Sexual abuse can include calling you sexually derogatory names, withholding sex or affection, forcing you to commit sexual acts or have sex against your will, forcing you to view pornography or sharing sexual stories or images about you without your consent.
Sexual abuse can happen within marriage. Marital rape can often go unreported and unrecognised within a marriage even by the person experiencing the abuse. There is a cultural assumption by some women that they have a ‘duty’ to satisfy their husband’s sexual demands with no reference to their own feelings. However, rape is a crime, even if you know the person.
Sexual abuse within marriage can also lead the person experiencing abuse to take responsibility for the abuse, or the attacker may act as if the abuse took place with the consent of the person being attacked, leading to confusion and guilt.
If you have been raped make sure you go to a place where you feel safe. Try and keep warm and drink fluids.

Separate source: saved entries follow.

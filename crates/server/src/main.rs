mod api;
mod metrics;
mod state;

use std::net::SocketAddr;
use std::path::PathBuf;
use std::sync::Arc;
use std::time::Duration;

use anyhow::{bail, Context, Result};
use tokio::signal;
use tracing::{error, info, warn};
use tracing_subscriber::{layer::SubscriberExt, util::SubscriberInitExt};

use doctrans_core::{
    job_service::{HttpJobService, JobService},
    load_config,
    translation::{HttpTranslationClient, TranslationClient},
    validate_config, Config, TaskOutcome, TaskRunner,
};

use api::create_router;
use state::AppState;

/// Application version
const VERSION: &str = env!("CARGO_PKG_VERSION");

/// How long shutdown waits for halted tasks to report and clean up.
const SHUTDOWN_GRACE: Duration = Duration::from_secs(30);

#[tokio::main]
async fn main() {
    if let Err(e) = run().await {
        error!("Fatal error: {:#}", e);
        std::process::exit(1);
    }
}

async fn run() -> Result<()> {
    init_logging();

    // Determine config path
    let config_path = std::env::var("DOCTRANS_CONFIG")
        .map(PathBuf::from)
        .unwrap_or_else(|_| PathBuf::from("config.toml"));

    info!("Loading configuration from {:?}", config_path);
    let config = load_config(&config_path)
        .with_context(|| format!("Failed to load config from {:?}", config_path))?;
    validate_config(&config).context("Configuration validation failed")?;

    info!(version = VERSION, "Configuration loaded successfully");
    info!("Translation endpoint: {}", config.translation.url);
    info!("Job service: {}", config.job_service.url);
    info!(
        concurrency = config.dispatcher.concurrency,
        max_batch_characters = config.dispatcher.max_batch_characters,
        "Dispatcher settings"
    );

    let runner = Arc::new(build_runner(&config)?);

    match std::env::var("DOCTRANS_RUN_MODE").as_deref() {
        Ok("simple") => run_simple(runner).await,
        Ok("server") | Err(_) => serve(config, runner).await,
        Ok(other) => bail!("Unknown run mode: {}", other),
    }
}

fn init_logging() {
    let filter = tracing_subscriber::EnvFilter::try_from_default_env()
        .unwrap_or_else(|_| "info,tower_http=debug".into());
    let json = std::env::var("DOCTRANS_LOG_JSON").is_ok_and(|v| v == "1");

    if json {
        tracing_subscriber::registry()
            .with(filter)
            .with(tracing_subscriber::fmt::layer().json())
            .init();
    } else {
        tracing_subscriber::registry()
            .with(filter)
            .with(tracing_subscriber::fmt::layer())
            .init();
    }
}

fn build_runner(config: &Config) -> Result<TaskRunner> {
    let translation: Arc<dyn TranslationClient> = Arc::new(
        HttpTranslationClient::new(&config.translation)
            .context("Failed to create translation client")?,
    );
    let job_service: Arc<dyn JobService> = Arc::new(
        HttpJobService::new(config.job_service.clone())
            .context("Failed to create job service client")?,
    );

    std::fs::create_dir_all(&config.worker.work_dir).with_context(|| {
        format!("Failed to create work dir {:?}", config.worker.work_dir)
    })?;
    info!("Work directory: {:?}", config.worker.work_dir);

    Ok(TaskRunner::from_config(job_service, translation, config))
}

/// Run the single task named by `DOCTRANS_TASK_ID` and exit.
async fn run_simple(runner: Arc<TaskRunner>) -> Result<()> {
    let task_id = std::env::var("DOCTRANS_TASK_ID")
        .context("DOCTRANS_TASK_ID is required in simple run mode")?;
    info!(task_id = %task_id, "Running single task");

    let stop = runner.register(&task_id).await?;
    let task = {
        let runner = Arc::clone(&runner);
        let task_id = task_id.clone();
        tokio::spawn(async move { runner.run_registered(&task_id, stop).await })
    };

    let halt = {
        let runner = Arc::clone(&runner);
        tokio::spawn(async move {
            shutdown_signal().await;
            warn!("Shutdown requested, halting task");
            runner.stop_all().await;
        })
    };

    let outcome = task.await.context("Task panicked")?;
    halt.abort();

    match outcome? {
        TaskOutcome::Completed {
            translated_segments,
            domain,
        } => info!(
            task_id = %task_id,
            translated_segments,
            domain = domain.as_deref().unwrap_or("-"),
            "Task completed"
        ),
        TaskOutcome::Halted => info!(task_id = %task_id, "Task halted"),
    }
    Ok(())
}

async fn serve(config: Config, runner: Arc<TaskRunner>) -> Result<()> {
    let state = Arc::new(AppState::new(config.clone(), Arc::clone(&runner)));
    let app = create_router(Arc::clone(&state));

    let addr = SocketAddr::new(config.server.host, config.server.port);
    info!("Starting server on {}", addr);

    let listener = tokio::net::TcpListener::bind(addr)
        .await
        .with_context(|| format!("Failed to bind to {}", addr))?;

    let shutdown_state = Arc::clone(&state);
    axum::serve(listener, app)
        .with_graceful_shutdown(async move {
            shutdown_signal().await;
            info!("Server shutting down...");
            shutdown_state.begin_shutdown();
            shutdown_state.runner().stop_all().await;
        })
        .await
        .context("Server error")?;

    wait_for_tasks(&runner).await;
    Ok(())
}

/// Give halted tasks time to report `cancelled` and remove their files.
async fn wait_for_tasks(runner: &TaskRunner) {
    let deadline = tokio::time::Instant::now() + SHUTDOWN_GRACE;
    loop {
        let active = runner.active_tasks().await;
        if active.is_empty() {
            info!("All tasks stopped");
            return;
        }
        if tokio::time::Instant::now() >= deadline {
            warn!(tasks = ?active, "Tasks still running at shutdown");
            return;
        }
        tokio::time::sleep(Duration::from_millis(100)).await;
    }
}

/// Wait for shutdown signal (Ctrl+C or SIGTERM)
async fn shutdown_signal() {
    let ctrl_c = async {
        if let Err(e) = signal::ctrl_c().await {
            error!("Failed to install Ctrl+C handler: {}", e);
            std::future::pending::<()>().await;
        }
    };

    #[cfg(unix)]
    let terminate = async {
        match signal::unix::signal(signal::unix::SignalKind::terminate()) {
            Ok(mut sigterm) => {
                sigterm.recv().await;
            }
            Err(e) => {
                error!("Failed to install SIGTERM handler: {}", e);
                std::future::pending::<()>().await;
            }
        }
    };

    #[cfg(not(unix))]
    let terminate = std::future::pending::<()>();

    tokio::select! {
        _ = ctrl_c => {},
        _ = terminate => {},
    }
}
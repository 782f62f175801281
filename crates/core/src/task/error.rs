use thiserror::Error;

use crate::format::FormatError;
use crate::job_service::{JobServiceError, TaskSubstatus};
use crate::pipeline::PipelineError;

/// Errors that end a task.
#[derive(Debug, Error)]
pub enum TaskError {
    #[error("Invalid task id: {0}")]
    InvalidTaskId(String),

    #[error("Task {0} is already running")]
    AlreadyRunning(String),

    #[error("Job service error: {0}")]
    JobService(#[from] JobServiceError),

    #[error("Document format error: {0}")]
    Format(#[from] FormatError),

    #[error(transparent)]
    Pipeline(#[from] PipelineError),

    #[error("IO error: {0}")]
    Io(#[from] std::io::Error),
}

impl TaskError {
    /// Substatus reported to the job service.
    pub fn substatus(&self) -> TaskSubstatus {
        match self {
            Self::Format(FormatError::BadFile(_))
            | Self::Pipeline(PipelineError::Format(FormatError::BadFile(_))) => {
                TaskSubstatus::BadFileError
            }
            Self::Format(FormatError::UnknownFileType(_)) => TaskSubstatus::UnknownFileTypeError,
            Self::Pipeline(PipelineError::NoContent(_)) => TaskSubstatus::NoTextExtractedError,
            Self::Pipeline(PipelineError::Dispatch(_)) => TaskSubstatus::TranslationFailedError,
            _ => TaskSubstatus::UnknownError,
        }
    }
}
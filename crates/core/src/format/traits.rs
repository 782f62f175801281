use std::path::PathBuf;

use crate::segmenter::Segment;

use super::error::FormatError;

/// Segments extracted from a document.
#[derive(Debug, Clone, Default, PartialEq, Eq)]
pub struct Extraction {
    /// Segments in document order, `segments[i].index == i`.
    pub segments: Vec<Segment>,
    /// Intermediate files created during extraction, removed when the job ends.
    pub temp_artifacts: Vec<PathBuf>,
}

impl Extraction {
    pub fn new(segments: Vec<Segment>) -> Self {
        Self {
            segments,
            temp_artifacts: Vec::new(),
        }
    }
}

/// A document format the pipeline can translate.
pub trait DocumentFormat: Send + Sync {
    /// Short name for logs.
    fn name(&self) -> &str;

    /// Extract translatable segments in document order.
    fn extract(&self, document: &[u8]) -> Result<Extraction, FormatError>;

    /// Rebuild the document from translated lines.
    ///
    /// `lines[i]` is the translation of segment `i` followed by its original
    /// terminator.
    fn reassemble(&self, document: &[u8], lines: &[String]) -> Result<Vec<u8>, FormatError>;
}
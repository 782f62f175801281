use std::time::Duration;

use tokio::time::Instant;

use super::ProgressConfig;

/// Aggregated progress of one job.
#[derive(Debug, Clone, Copy, PartialEq, Eq)]
pub struct ProgressUpdate {
    pub segment_count: usize,
    pub segments_translated: usize,
}

/// Throttles progress notifications for one job.
///
/// Runs on the caller's task; it never spawns or sleeps.
#[derive(Debug)]
pub struct ProgressReporter {
    min_interval: Duration,
    segment_count: usize,
    segments_translated: usize,
    last_emitted: Instant,
    /// Count carried by the last update handed out.
    last_reported: Option<usize>,
}

impl ProgressReporter {
    pub fn new(config: &ProgressConfig, segment_count: usize) -> Self {
        Self {
            min_interval: config.min_interval(),
            segment_count,
            segments_translated: 0,
            last_emitted: Instant::now(),
            last_reported: None,
        }
    }

    /// Record `count` newly translated segments.
    ///
    /// Returns an update when the minimum interval has passed since the last
    /// one.
    pub fn record(&mut self, count: usize) -> Option<ProgressUpdate> {
        self.segments_translated += count;

        let now = Instant::now();
        if now.duration_since(self.last_emitted) < self.min_interval {
            return None;
        }
        self.last_emitted = now;
        self.last_reported = Some(self.segments_translated);
        Some(self.current())
    }

    /// Final update at job end.
    ///
    /// `None` only when the last throttled update already carried the final
    /// count, so the final count is observed exactly once.
    pub fn finish(&mut self) -> Option<ProgressUpdate> {
        if self.last_reported == Some(self.segments_translated) {
            return None;
        }
        self.last_emitted = Instant::now();
        self.last_reported = Some(self.segments_translated);
        Some(self.current())
    }

    pub fn segments_translated(&self) -> usize {
        self.segments_translated
    }

    fn current(&self) -> ProgressUpdate {
        ProgressUpdate {
            segment_count: self.segment_count,
            segments_translated: self.segments_translated,
        }
    }
}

If you are not sure what you want to do, go along, with a friend, to your nearest Sexual Assault Referral Centre (SARC) where you can have a forensic and medical examination (including tests for sexually transmitted infections and pregnancy). They can store the forensic results until you make up your mind whether to report to the police or not. SARC's have specially trained experienced professionals who can give you medical help and advice. They can also help and support you through the immediate trauma.
If you are not sure where there is a SARC you can contact the NHS Direct on 0845 4647 or go to the website at NHS Direct or contact your local doctor or Accident and Emergency hospital. If you can take a friend you can trust with you.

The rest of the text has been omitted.